LE: For the majority of cancer patients, therapy is sort of like shopping at a store, or going to a restaurant: You like to do things in your neighborhood. It's unlikely that a physician who's an oncologist in a small, rural hospital is going to be the first on the planet to use an experimental drug. But, basically, the type of clinical trials that we do in 2005 are done through a network that we have here, the Hoosier Oncology Group, affectionately known as the HOG. This is a way of allowing well-trained, well-motivated community oncologists to have access to experimental drugs and clinical trials done under the aegis of the Hoosier Oncology Group so that the identical type of investigational therapy and innovative therapy that is done at a major medical center can be done by well-trained people in smaller hospitals that are not associated with a university hospital or an NCI [National Cancer Institute] cancer center.

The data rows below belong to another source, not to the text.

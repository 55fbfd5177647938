/**
 * Chat Relay Reconciler
 *
 * Keeps the session's chat panel: partner messages in both directions plus
 * assistant exchanges and local notices.
 *
 * Outgoing partner messages are appended optimistically as pending entries
 * carrying a locally generated correlation id. The relay echoes every partner
 * message to all members of the room, and the echo is the delivery
 * confirmation: when it comes back from our own identity with a known
 * correlation id, the pending entry is updated in place instead of appending
 * a duplicate.
 *
 * Messages from the other participant are appended and raise a
 * `PartnerNotice` with a single expiry deadline; a newer notice replaces both
 * the banner and the deadline.
 */
use crate::client::transport::{RelayTransport, TransportError};
use crate::shared::message::{ChatMessage, ChatRole, PartnerNotice};
use crate::shared::protocol::ClientMessage;
use std::collections::HashMap;
use std::time::Duration;
use tokio::time::Instant;
use uuid::Uuid;

/// How long a partner notice stays up unless dismissed
pub const DEFAULT_NOTICE_TTL: Duration = Duration::from_secs(8);

const PARTNER_PREFIX: &str = "@partner";

/// Where a line typed into the chat input goes
#[derive(Debug, Clone, PartialEq, Eq)]
pub enum ChatRoute {
    /// Addressed to the partner, prefix stripped
    Partner(String),
    /// Addressed to the coding assistant
    Assistant(String),
    /// `@partner` with nothing after it
    MissingPartnerBody,
    /// Blank input
    Empty,
}

/// Decide the recipient of a chat input line
///
/// Lines starting with `@partner` (any case, followed by whitespace or the
/// end of input) go to the partner; everything else goes to the assistant.
pub fn route_input(input: &str) -> ChatRoute {
    let trimmed = input.trim();
    if trimmed.is_empty() {
        return ChatRoute::Empty;
    }

    let addressed = trimmed
        .get(..PARTNER_PREFIX.len())
        .is_some_and(|prefix| prefix.eq_ignore_ascii_case(PARTNER_PREFIX));
    if addressed {
        let rest = &trimmed[PARTNER_PREFIX.len()..];
        if rest.is_empty() || rest.starts_with(char::is_whitespace) {
            let body = rest.trim();
            if body.is_empty() {
                return ChatRoute::MissingPartnerBody;
            }
            return ChatRoute::Partner(body.to_string());
        }
    }
    ChatRoute::Assistant(trimmed.to_string())
}

/// Generate a correlation id for an outgoing partner message
///
/// Format: `local-<unix millis>-<6 hex chars>`.
pub fn new_correlation_id() -> String {
    let random = Uuid::new_v4().simple().to_string();
    format!(
        "local-{}-{}",
        chrono::Utc::now().timestamp_millis(),
        &random[..6]
    )
}

/// What an incoming partner message did to the panel
#[derive(Debug, Clone, Copy, PartialEq, Eq)]
pub enum ChatReceipt {
    /// Our pending entry at this index is now delivered
    Confirmed(usize),
    /// Repeated echo for an entry that was already delivered
    Refreshed(usize),
    /// Our own message with no matching pending entry, appended as delivered
    SelfAppended(usize),
    /// Message from the partner, appended and announced
    Peer(usize),
}

/// Chat panel state for one session
#[derive(Debug)]
pub struct ChatReconciler {
    identity: Option<String>,
    entries: Vec<ChatMessage>,
    by_correlation: HashMap<String, usize>,
    notice: Option<PartnerNotice>,
    notice_deadline: Option<Instant>,
    notice_ttl: Duration,
}

impl ChatReconciler {
    /// Create a reconciler
    ///
    /// # Arguments
    /// * `identity` - Local identity hint; `None` treats every incoming message as the partner's
    /// * `notice_ttl` - Lifetime of a partner notice
    pub fn new(identity: Option<String>, notice_ttl: Duration) -> Self {
        Self {
            identity,
            entries: Vec::new(),
            by_correlation: HashMap::new(),
            notice: None,
            notice_deadline: None,
            notice_ttl,
        }
    }

    pub fn identity(&self) -> Option<&str> {
        self.identity.as_deref()
    }

    pub fn entries(&self) -> &[ChatMessage] {
        &self.entries
    }

    /// Number of outgoing partner messages awaiting their echo
    pub fn pending_count(&self) -> usize {
        self.entries.iter().filter(|e| e.pending).count()
    }

    /// Send a message to the partner
    ///
    /// On success the message is appended as pending and its correlation id
    /// returned. If the transport cannot take it, only a system entry is
    /// appended; nothing is retried.
    pub fn send_partner<T: RelayTransport + ?Sized>(
        &mut self,
        content: &str,
        transport: &T,
    ) -> Result<String, TransportError> {
        if !transport.is_open() {
            tracing::warn!("[Chat] Partner message not sent: transport closed");
            self.push_system("Failed to send message to partner: not connected to the room.");
            return Err(TransportError::NotOpen);
        }

        let client_id = new_correlation_id();
        let message = ClientMessage::PartnerChat {
            content: content.to_string(),
            client_id: client_id.clone(),
        };
        if let Err(e) = transport.send(message) {
            tracing::warn!("[Chat] Partner message not sent: {}", e);
            self.push_system(format!("Failed to send message to partner: {}", e));
            return Err(e);
        }

        let entry = ChatMessage::pending_partner(content, self.identity.as_deref(), &client_id);
        self.by_correlation.insert(client_id.clone(), self.entries.len());
        self.entries.push(entry);
        tracing::debug!("[Chat] Sent partner message {}", client_id);
        Ok(client_id)
    }

    /// Reconcile a `PARTNER_CHAT` delivered by the relay
    pub fn receive_partner(
        &mut self,
        content: String,
        sender_id: String,
        sent_at: String,
        client_id: Option<String>,
        now: Instant,
    ) -> ChatReceipt {
        let from_self = self.identity.as_deref() == Some(sender_id.as_str());

        if from_self {
            let known = client_id
                .as_ref()
                .and_then(|id| self.by_correlation.get(id))
                .copied();
            if let Some(index) = known {
                let entry = &mut self.entries[index];
                let was_pending = entry.pending;
                entry.content = content;
                entry.sender_id = Some(sender_id);
                entry.sent_at = Some(sent_at);
                entry.pending = false;
                entry.delivered = true;
                if was_pending {
                    tracing::debug!("[Chat] Delivery confirmed for entry {}", index);
                    return ChatReceipt::Confirmed(index);
                }
                return ChatReceipt::Refreshed(index);
            }

            let index = self.entries.len();
            if let Some(id) = &client_id {
                self.by_correlation.insert(id.clone(), index);
            }
            self.entries.push(ChatMessage::from_relay(
                ChatRole::SelfAuthored,
                content,
                sender_id,
                sent_at,
                client_id,
            ));
            return ChatReceipt::SelfAppended(index);
        }

        let index = self.entries.len();
        self.notice = Some(PartnerNotice {
            content: content.clone(),
            sent_at: sent_at.clone(),
        });
        self.notice_deadline = Some(now + self.notice_ttl);
        self.entries.push(ChatMessage::from_relay(
            ChatRole::Peer,
            content,
            sender_id,
            sent_at,
            client_id,
        ));
        tracing::info!("[Chat] Partner message received");
        ChatReceipt::Peer(index)
    }

    /// Banner currently shown, if any
    pub fn notice(&self) -> Option<&PartnerNotice> {
        self.notice.as_ref()
    }

    /// When the current notice expires
    pub fn notice_deadline(&self) -> Option<Instant> {
        self.notice_deadline
    }

    /// Remove the notice now
    pub fn dismiss_notice(&mut self) {
        self.notice = None;
        self.notice_deadline = None;
    }

    /// Clear the notice if its deadline has passed
    ///
    /// Returns true if a notice was cleared.
    pub fn expire_notice(&mut self, now: Instant) -> bool {
        match self.notice_deadline {
            Some(deadline) if deadline <= now => {
                self.dismiss_notice();
                true
            }
            _ => false,
        }
    }

    pub fn push_system(&mut self, content: impl Into<String>) {
        self.entries.push(ChatMessage::system(content));
    }

    pub fn push_user(&mut self, content: impl Into<String>) {
        self.entries.push(ChatMessage::user(content));
    }

    pub fn push_assistant(&mut self, content: impl Into<String>) {
        self.entries.push(ChatMessage::assistant(content));
    }
}
//! Identity hint read from the session credential.
//!
//! The bearer token is a JWT; its middle segment is base64url JSON. The
//! subject found there is used only to label chat messages as our own. The
//! signature is never checked here: the relay verifies the token and decides
//! access, so nothing in the client may treat this value as authenticated.

use base64::engine::general_purpose::URL_SAFE_NO_PAD;
use base64::Engine;
use serde_json::Value;

const IDENTITY_CLAIMS: [&str; 4] = ["sub", "userId", "uid", "id"];

/// Best-effort subject of `token`, or `None` if it cannot be read
pub fn identity_hint(token: &str) -> Option<String> {
    let payload = token.split('.').nth(1)?;
    let bytes = URL_SAFE_NO_PAD
        .decode(payload.trim_end_matches('='))
        .map_err(|e| tracing::debug!("[Chat] Credential payload is not base64url: {}", e))
        .ok()?;
    let claims: Value = serde_json::from_slice(&bytes)
        .map_err(|e| tracing::debug!("[Chat] Credential payload is not JSON: {}", e))
        .ok()?;

    IDENTITY_CLAIMS.iter().find_map(|key| match claims.get(key)? {
        Value::String(s) if !s.is_empty() => Some(s.clone()),
        Value::Number(n) => Some(n.to_string()),
        _ => None,
    })
}
//! Test suite for XFCollab
//!
//! This module organizes all tests

pub mod common;
#[cfg(feature = "ssr")]
pub mod e2e;
pub mod integration;
pub mod property;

JOP: And has your location ever been an issue in recruiting investigators, staff, or colleagues?
LE: No. None whatsoever.
JOP: What are you working on now, and what do you see in the future for testicular cancer?
LE: You know, testicular cancer is a luxury for an oncologist to treat. No matter how far advanced the disease, your goal of therapy is never merely palliation nor prolongation of survival. It is always cure. When we look at all patients who present with metastatic disease [who are] getting chemotherapy, from the day they get chemotherapy, we have an 80% cure rate. This is far higher than any other metastatic disease treated with chemotherapy, but it also means that 20% of the patients with testicular cancer—and these are usually young men in their 20s—still succumb to their disease. So we continue as we have been doing in previous decades, in working at refining the cure, if you will, and trying to develop more successful strategies for the really far advanced disease as first-line therapy, as well as developing novel treatments for those patients that were not cured with their initial platinum-based chemotherapy.